Più sindaca che amministratrice: chi è l'avvocata che gestirà il condominio più grande d'Italia

A Porto Recanati avrà a che fare con 2300 residenti di 32 etnie diverse suddivisi in 4890 appartamenti

Più sindaca che amministratrice: chi è l'avvocata che gestirà il condominio più grande d'Italia
TiscaliNews

Si chiama Ilaria Soricetti e amministrerà il condominio più grande e complicato d'Italia. Come una sindaca si troverà a definire i tratti della convivenza di 2300 residenti di 32 etnie diverse suddivisi in 4890 appartamenti distribuiti su 16 piani di un palazzo a croce dove - tanto per capire - non funzionano da anni gli ascensori. Si tratta dell'Hotel House, un complesso residenziale ubicato a due chilometri da Porto Recanati, in provincia di Macerata. 

Avvocata di 51 anni, Soricetti ha un curriculum di tutto rispetto perché ha già amministrato - come scrive il Corriere della sera - a Tolentino, la sua città natale, 130 appartamenti. Una babele di problemi, visto che venne nominata quando "stavano per staccare il riscaldamento centralizzato" e i condòmini erano tutti "infuriati". Oggi la legale si troverà ad amminstrare un palazzo con i problemi di un comune di piccole dimensioni: più sindaca che dirigente condominiale.

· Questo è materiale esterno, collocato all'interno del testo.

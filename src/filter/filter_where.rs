use serde_json::{Map, Value};
use std::cmp::Ordering;

use super::error::FilterError;
use super::types::{FilterOp, FilterWhereInfo};

pub struct FilterWhere {
    param_values: Vec<Value>,
    param_index: usize,
}

impl FilterWhere {
    pub fn new(starting_param_index: usize) -> Self {
        Self {
            param_values: vec![],
            param_index: starting_param_index,
        }
    }

    /// Parse `{ field: value }` / `{ field: { "$op": value } }` into flat conditions
    pub fn parse(where_data: &Value) -> Result<Vec<FilterWhereInfo>, FilterError> {
        match where_data {
            Value::Null => Ok(vec![]),
            Value::Object(obj) => {
                let mut conditions = Vec::new();
                for (key, value) in obj {
                    if key.starts_with('$') {
                        return Err(FilterError::UnsupportedOperator(key.clone()));
                    }
                    super::filter::Filter::validate_column(key)?;
                    Self::parse_field_condition(key, value, &mut conditions)?;
                }
                Ok(conditions)
            }
            _ => Err(FilterError::InvalidWhereClause("WHERE must be an object".to_string())),
        }
    }

    fn parse_field_condition(
        field: &str,
        value: &Value,
        conditions: &mut Vec<FilterWhereInfo>,
    ) -> Result<(), FilterError> {
        match value {
            Value::Object(obj) if obj.keys().any(|k| k.starts_with('$')) => {
                for (op_key, op_val) in obj {
                    let operator = Self::map_operator(op_key)?;
                    if operator == FilterOp::In && !op_val.is_array() {
                        return Err(FilterError::InvalidOperatorData("$in requires array".to_string()));
                    }
                    conditions.push(FilterWhereInfo { column: field.to_string(), operator, data: op_val.clone() });
                }
            }
            // Implicit equality: { field: value }
            _ => conditions.push(FilterWhereInfo { column: field.to_string(), operator: FilterOp::Eq, data: value.clone() }),
        }
        Ok(())
    }

    fn map_operator(op_key: &str) -> Result<FilterOp, FilterError> {
        Ok(match op_key {
            "$eq" => FilterOp::Eq,
            "$ne" | "$neq" => FilterOp::Ne,
            "$gt" => FilterOp::Gt,
            "$gte" => FilterOp::Gte,
            "$lt" => FilterOp::Lt,
            "$lte" => FilterOp::Lte,
            "$in" => FilterOp::In,
            other => return Err(FilterError::UnsupportedOperator(other.to_string())),
        })
    }

    /// Compile conditions into a predicate over the JSONB `doc` column
    pub fn generate(conditions: &[FilterWhereInfo], starting_param_index: usize) -> (String, Vec<Value>) {
        let mut filter_where = Self::new(starting_param_index);
        let sql_conditions: Vec<String> = conditions
            .iter()
            .map(|condition| filter_where.build_sql_condition(condition))
            .collect();
        (sql_conditions.join(" AND "), filter_where.param_values)
    }

    fn build_sql_condition(&mut self, condition: &FilterWhereInfo) -> String {
        let field = format!("\"doc\"->'{}'", condition.column);
        match condition.operator {
            FilterOp::Eq => {
                if condition.data.is_null() { format!("({0} IS NULL OR {0} = 'null'::jsonb)", field) }
                else { format!("{} = {}", field, self.param(condition.data.clone())) }
            }
            FilterOp::Ne => {
                if condition.data.is_null() { format!("({0} IS NOT NULL AND {0} <> 'null'::jsonb)", field) }
                else { format!("{} IS DISTINCT FROM {}", field, self.param(condition.data.clone())) }
            }
            FilterOp::Gt => format!("{} > {}", field, self.param(condition.data.clone())),
            FilterOp::Gte => format!("{} >= {}", field, self.param(condition.data.clone())),
            FilterOp::Lt => format!("{} < {}", field, self.param(condition.data.clone())),
            FilterOp::Lte => format!("{} <= {}", field, self.param(condition.data.clone())),
            FilterOp::In => {
                let values = condition.data.as_array().cloned().unwrap_or_default();
                if values.is_empty() { return "1=0".to_string(); }
                let params: Vec<String> = values.into_iter().map(|v| self.param(v)).collect();
                format!("{} IN ({})", field, params.join(", "))
            }
        }
    }

    fn param(&mut self, value: Value) -> String {
        self.param_values.push(value);
        self.param_index += 1;
        format!("${}", self.param_index)
    }

    /// Evaluate conditions against an in-memory document (all must hold)
    pub fn matches(conditions: &[FilterWhereInfo], document: &Map<String, Value>) -> bool {
        conditions.iter().all(|condition| {
            let actual = document.get(&condition.column).unwrap_or(&Value::Null);
            match condition.operator {
                FilterOp::Eq => values_equal(actual, &condition.data),
                FilterOp::Ne => !values_equal(actual, &condition.data),
                FilterOp::Gt => compare_values(actual, &condition.data) == Some(Ordering::Greater),
                FilterOp::Gte => matches!(compare_values(actual, &condition.data), Some(Ordering::Greater | Ordering::Equal)),
                FilterOp::Lt => compare_values(actual, &condition.data) == Some(Ordering::Less),
                FilterOp::Lte => matches!(compare_values(actual, &condition.data), Some(Ordering::Less | Ordering::Equal)),
                FilterOp::In => condition
                    .data
                    .as_array()
                    .map(|values| values.iter().any(|v| values_equal(actual, v)))
                    .unwrap_or(false),
            }
        })
    }
}

fn values_equal(a: &Value, b: &Value) -> bool {
    match (a, b) {
        (Value::Number(_), Value::Number(_)) => compare_values(a, b) == Some(Ordering::Equal),
        _ => a == b,
    }
}

/// Ordering between two scalars of the same JSON type; `None` across types
pub fn compare_values(a: &Value, b: &Value) -> Option<Ordering> {
    match (a, b) {
        (Value::Null, Value::Null) => Some(Ordering::Equal),
        (Value::Bool(x), Value::Bool(y)) => Some(x.cmp(y)),
        (Value::Number(x), Value::Number(y)) => match (x.as_i64(), y.as_i64()) {
            (Some(i), Some(j)) => Some(i.cmp(&j)),
            _ => x.as_f64()?.partial_cmp(&y.as_f64()?),
        },
        (Value::String(x), Value::String(y)) => Some(x.cmp(y)),
        _ => None,
    }
}
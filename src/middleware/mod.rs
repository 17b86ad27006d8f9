pub mod payload;
pub mod response;

pub use payload::JsonPayload;
pub use response::{ApiResponse, ApiResult};
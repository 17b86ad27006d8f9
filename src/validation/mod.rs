//! Declarative payload validation.
//!
//! A [`Schema`] maps field names to [`Rule`]s; validating a document either
//! yields the normalized field map or exactly one [`ValidationError`].

pub mod error;
pub mod rule;
pub mod schema;
pub mod schemas;

pub use error::ValidationError;
pub use rule::Rule;
pub use schema::Schema;
pub use schemas::{bulk_tracking_schema, tracking_schema, zone_schema, DATA_TYPES, ZONE_TYPES};
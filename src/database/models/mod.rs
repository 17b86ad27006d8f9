pub mod tracking;
pub mod zone;

pub use tracking::{DataType, NewTrackingPoint, TrackingPoint};
pub use zone::{NewZone, Zone, ZoneType};

use chrono::{DateTime, SubsecRound, Utc};
use uuid::Uuid;

/// A record persisted as one document in a named collection
pub trait Entity {
    const COLLECTION: &'static str;

    fn id(&self) -> Uuid;
}

/// Server-assigned creation time, truncated to what the stored form keeps
pub(crate) fn now() -> DateTime<Utc> {
    Utc::now().trunc_subsecs(6)
}

/// Stored timestamps are RFC 3339 with fixed microsecond precision, so that
/// string order in the store matches chronological order.
pub(crate) mod timestamp {
    use chrono::{DateTime, SecondsFormat, Utc};
    use serde::{Deserialize, Deserializer, Serializer};

    pub fn serialize<S>(value: &DateTime<Utc>, serializer: S) -> Result<S::Ok, S::Error>
    where
        S: Serializer,
    {
        serializer.serialize_str(&value.to_rfc3339_opts(SecondsFormat::Micros, true))
    }

    pub fn deserialize<'de, D>(deserializer: D) -> Result<DateTime<Utc>, D::Error>
    where
        D: Deserializer<'de>,
    {
        let raw = String::deserialize(deserializer)?;
        DateTime::parse_from_rfc3339(&raw)
            .map(|dt| dt.with_timezone(&Utc))
            .map_err(serde::de::Error::custom)
    }
}
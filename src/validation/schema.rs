use serde_json::{Map, Value};

use super::error::ValidationError;
use super::rule::Rule;

/// Declarative description of an input document: field name -> rule.
#[derive(Debug, Clone, Default)]
pub struct Schema {
    fields: Vec<(String, Rule)>,
}

impl Schema {
    pub fn new() -> Self {
        Self { fields: Vec::new() }
    }

    pub fn field(mut self, name: impl Into<String>, rule: Rule) -> Self {
        self.fields.push((name.into(), rule));
        self
    }

    pub fn optional(self, name: impl Into<String>, rule: Rule) -> Self {
        self.field(name, Rule::optional(rule))
    }

    pub fn required_keys(&self) -> impl Iterator<Item = &str> {
        self.fields
            .iter()
            .filter(|(_, rule)| !rule.is_optional())
            .map(|(name, _)| name.as_str())
    }

    /// Validate `input` and return the normalized projection onto the schema's keys.
    ///
    /// Presence of every required key is checked before any value is looked at,
    /// so a document missing keys always reports the full sorted list first.
    /// Keys the schema does not name are dropped.
    pub fn validate(&self, input: &Value) -> Result<Map<String, Value>, ValidationError> {
        let document = input.as_object().ok_or(ValidationError::NotAnObject)?;

        let missing: Vec<&str> = self
            .required_keys()
            .filter(|key| !document.contains_key(*key))
            .collect();
        if !missing.is_empty() {
            return Err(ValidationError::missing_keys(missing));
        }

        let mut normalized = Map::new();
        for (name, rule) in &self.fields {
            if let Some(value) = document.get(name) {
                normalized.insert(name.clone(), rule.evaluate(name, value)?);
            }
        }
        Ok(normalized)
    }
}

Poco prima che il Tribunale di Macerata la nominasse, confessa di aver riso: "E' lo spirito con cui affronto le sfide, con un confine molto labile tra coraggio e incoscienza. Ma, a parte gli scherzi, sono stata molto contenta. L’idea di incontrare culture tanto diverse mi sembra una ricchezza", spiega al Corsera

Il mega condominio

Si tratta di una struttura di 16 piani aperta negli anni '60, progettata dall'architetto svizzero Le Corbusier e immaginata per i soggiorni estivi del ceto medio umbro e marchigiano. Il primo problema che Soricetti dovrà risolvere sarà quello degli ascensori. "Chiederò consiglio a chi è più esperto di me, lo faccio sempre. E poi, le prime persone che incontrerò saranno i portieri. Il mio approccio è pragmatico: una volta individuato il problema, troverò la soluzione con quello che avrò a disposizione. Il mio motto è: vediamo cosa c’è e cosa si può fare", spiega.

Di sicuro non sarà facile convincere le imprese a fare dei lavori per clienti morosi. E contemporaneamente far capire ai condomini che le spese fatte per manutenzioni, adeguamenti alla legge e amministrazione del condominio non sono soldi buttati ma spesi bene.